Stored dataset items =
★ ★ ★ ★

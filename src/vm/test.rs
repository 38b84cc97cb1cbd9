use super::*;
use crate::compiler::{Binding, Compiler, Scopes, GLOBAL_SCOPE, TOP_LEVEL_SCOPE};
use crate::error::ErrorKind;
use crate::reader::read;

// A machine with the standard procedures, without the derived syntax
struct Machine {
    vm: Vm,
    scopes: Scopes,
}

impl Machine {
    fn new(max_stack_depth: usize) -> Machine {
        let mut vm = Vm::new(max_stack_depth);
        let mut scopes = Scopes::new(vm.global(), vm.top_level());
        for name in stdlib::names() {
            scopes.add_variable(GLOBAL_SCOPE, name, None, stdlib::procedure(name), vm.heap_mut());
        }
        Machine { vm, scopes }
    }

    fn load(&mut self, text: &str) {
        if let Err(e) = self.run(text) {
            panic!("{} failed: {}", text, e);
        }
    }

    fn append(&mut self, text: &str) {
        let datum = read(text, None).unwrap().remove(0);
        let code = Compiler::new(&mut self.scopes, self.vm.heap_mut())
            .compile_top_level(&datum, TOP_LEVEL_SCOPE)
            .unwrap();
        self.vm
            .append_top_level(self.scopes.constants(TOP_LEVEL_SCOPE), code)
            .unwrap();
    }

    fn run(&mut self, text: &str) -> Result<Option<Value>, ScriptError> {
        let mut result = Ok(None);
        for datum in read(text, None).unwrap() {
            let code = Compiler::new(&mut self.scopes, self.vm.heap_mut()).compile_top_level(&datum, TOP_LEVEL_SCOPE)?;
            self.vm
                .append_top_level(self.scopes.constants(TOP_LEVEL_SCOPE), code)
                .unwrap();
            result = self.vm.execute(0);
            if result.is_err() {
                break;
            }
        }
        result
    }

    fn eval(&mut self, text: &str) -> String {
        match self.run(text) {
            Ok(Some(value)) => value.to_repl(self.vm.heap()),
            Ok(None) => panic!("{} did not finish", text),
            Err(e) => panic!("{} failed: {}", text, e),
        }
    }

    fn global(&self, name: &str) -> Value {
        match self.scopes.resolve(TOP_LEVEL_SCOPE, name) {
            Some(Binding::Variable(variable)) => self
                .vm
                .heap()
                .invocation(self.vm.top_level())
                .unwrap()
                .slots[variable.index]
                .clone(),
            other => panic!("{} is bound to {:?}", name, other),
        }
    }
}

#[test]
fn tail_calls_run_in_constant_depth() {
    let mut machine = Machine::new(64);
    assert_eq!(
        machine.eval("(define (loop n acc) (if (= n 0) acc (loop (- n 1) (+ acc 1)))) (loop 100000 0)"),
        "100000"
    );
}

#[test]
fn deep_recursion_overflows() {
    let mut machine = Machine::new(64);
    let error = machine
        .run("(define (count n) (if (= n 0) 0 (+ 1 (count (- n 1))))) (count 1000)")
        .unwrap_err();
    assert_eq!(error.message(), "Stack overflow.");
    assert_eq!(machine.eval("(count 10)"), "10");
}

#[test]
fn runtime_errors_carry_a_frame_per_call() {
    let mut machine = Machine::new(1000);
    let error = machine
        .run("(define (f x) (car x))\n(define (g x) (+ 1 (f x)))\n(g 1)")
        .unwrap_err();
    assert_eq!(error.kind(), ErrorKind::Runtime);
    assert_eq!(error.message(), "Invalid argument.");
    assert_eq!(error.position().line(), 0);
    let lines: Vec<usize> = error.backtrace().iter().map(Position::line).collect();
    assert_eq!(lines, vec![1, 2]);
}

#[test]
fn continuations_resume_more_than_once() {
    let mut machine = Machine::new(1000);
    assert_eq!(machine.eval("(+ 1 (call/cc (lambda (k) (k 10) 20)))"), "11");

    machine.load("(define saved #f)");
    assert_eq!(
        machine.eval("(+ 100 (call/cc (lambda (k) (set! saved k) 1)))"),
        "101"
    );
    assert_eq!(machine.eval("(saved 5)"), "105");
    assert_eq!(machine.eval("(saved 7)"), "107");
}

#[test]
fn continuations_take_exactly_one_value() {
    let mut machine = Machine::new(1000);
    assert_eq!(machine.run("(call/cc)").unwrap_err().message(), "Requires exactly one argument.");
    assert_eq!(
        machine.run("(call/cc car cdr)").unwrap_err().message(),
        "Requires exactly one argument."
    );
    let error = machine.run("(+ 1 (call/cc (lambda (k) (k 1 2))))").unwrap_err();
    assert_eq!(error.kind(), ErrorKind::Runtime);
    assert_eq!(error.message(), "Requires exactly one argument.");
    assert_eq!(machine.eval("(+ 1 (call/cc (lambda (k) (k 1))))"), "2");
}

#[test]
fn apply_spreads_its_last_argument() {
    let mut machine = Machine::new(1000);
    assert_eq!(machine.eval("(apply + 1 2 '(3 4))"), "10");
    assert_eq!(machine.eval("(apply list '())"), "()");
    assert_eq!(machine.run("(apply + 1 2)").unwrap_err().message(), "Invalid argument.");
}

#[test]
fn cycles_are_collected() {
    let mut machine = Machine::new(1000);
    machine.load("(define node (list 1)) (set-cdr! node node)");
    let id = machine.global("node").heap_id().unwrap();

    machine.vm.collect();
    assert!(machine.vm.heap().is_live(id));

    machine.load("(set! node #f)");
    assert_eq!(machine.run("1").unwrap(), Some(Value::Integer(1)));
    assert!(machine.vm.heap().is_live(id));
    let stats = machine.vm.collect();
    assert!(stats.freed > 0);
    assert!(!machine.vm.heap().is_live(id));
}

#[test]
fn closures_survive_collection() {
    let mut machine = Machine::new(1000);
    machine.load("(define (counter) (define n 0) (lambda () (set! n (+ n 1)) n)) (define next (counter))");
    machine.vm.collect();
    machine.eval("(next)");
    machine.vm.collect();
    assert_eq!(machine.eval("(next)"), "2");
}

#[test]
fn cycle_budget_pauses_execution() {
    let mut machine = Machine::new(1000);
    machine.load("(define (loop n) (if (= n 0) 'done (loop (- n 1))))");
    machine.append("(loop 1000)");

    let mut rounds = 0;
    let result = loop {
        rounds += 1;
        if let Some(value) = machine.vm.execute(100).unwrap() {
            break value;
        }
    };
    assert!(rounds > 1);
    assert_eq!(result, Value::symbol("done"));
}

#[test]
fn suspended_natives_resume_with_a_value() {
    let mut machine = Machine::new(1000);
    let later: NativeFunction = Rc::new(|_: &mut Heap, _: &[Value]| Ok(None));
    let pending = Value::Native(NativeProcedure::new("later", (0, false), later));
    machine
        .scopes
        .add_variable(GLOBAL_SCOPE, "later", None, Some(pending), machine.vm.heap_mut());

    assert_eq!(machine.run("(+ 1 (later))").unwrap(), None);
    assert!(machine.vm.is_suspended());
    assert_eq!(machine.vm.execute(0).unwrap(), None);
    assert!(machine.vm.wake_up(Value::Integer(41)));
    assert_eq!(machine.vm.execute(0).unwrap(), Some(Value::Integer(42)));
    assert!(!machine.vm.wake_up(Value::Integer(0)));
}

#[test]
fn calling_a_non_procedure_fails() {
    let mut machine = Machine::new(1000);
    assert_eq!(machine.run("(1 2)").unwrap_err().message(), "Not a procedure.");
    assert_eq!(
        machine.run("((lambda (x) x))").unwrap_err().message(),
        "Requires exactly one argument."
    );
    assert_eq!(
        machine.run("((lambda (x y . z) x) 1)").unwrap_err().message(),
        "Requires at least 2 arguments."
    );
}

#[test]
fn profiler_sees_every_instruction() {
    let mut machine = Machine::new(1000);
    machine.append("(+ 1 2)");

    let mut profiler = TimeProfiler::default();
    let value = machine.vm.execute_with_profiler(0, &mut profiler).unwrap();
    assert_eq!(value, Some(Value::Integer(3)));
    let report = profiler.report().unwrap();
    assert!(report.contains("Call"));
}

★ ★ ★ ★

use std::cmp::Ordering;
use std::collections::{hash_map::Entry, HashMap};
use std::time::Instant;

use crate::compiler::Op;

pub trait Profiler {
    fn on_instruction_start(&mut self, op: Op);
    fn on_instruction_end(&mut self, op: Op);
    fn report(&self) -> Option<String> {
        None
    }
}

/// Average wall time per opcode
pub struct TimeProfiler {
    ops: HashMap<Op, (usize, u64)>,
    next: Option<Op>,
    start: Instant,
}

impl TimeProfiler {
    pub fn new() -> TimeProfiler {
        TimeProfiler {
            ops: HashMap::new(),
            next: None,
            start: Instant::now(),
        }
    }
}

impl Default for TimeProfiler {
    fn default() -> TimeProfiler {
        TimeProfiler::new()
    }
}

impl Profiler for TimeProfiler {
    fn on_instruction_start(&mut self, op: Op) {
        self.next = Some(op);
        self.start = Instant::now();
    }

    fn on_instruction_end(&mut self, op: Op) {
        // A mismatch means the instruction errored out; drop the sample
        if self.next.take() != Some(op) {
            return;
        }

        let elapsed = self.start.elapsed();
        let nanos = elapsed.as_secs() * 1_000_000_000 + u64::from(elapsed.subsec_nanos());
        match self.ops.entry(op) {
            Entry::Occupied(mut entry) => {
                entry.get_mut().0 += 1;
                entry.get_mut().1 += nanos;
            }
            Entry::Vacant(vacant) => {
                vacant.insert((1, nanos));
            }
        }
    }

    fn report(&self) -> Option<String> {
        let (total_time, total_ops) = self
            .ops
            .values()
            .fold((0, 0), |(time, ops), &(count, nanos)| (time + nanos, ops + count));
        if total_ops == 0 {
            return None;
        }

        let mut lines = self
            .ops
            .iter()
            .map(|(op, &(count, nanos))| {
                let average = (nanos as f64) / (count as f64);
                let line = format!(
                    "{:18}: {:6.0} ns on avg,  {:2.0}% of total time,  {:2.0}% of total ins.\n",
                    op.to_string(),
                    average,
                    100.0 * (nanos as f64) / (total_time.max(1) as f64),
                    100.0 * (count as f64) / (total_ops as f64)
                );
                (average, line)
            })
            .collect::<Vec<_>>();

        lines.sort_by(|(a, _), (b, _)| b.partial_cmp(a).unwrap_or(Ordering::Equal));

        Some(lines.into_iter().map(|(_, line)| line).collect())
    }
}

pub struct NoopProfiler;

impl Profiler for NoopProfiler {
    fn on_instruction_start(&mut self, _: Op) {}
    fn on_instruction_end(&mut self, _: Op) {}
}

★ ★ ★ ★

Among the records above, find each line holding the string "crate" and pull it out.

use crate::compiler::{Binding, Compiler, Scopes, GLOBAL_SCOPE, TOP_LEVEL_SCOPE};
use crate::error::ErrorKind;
use crate::reader::read;
use crate::compiler::Op;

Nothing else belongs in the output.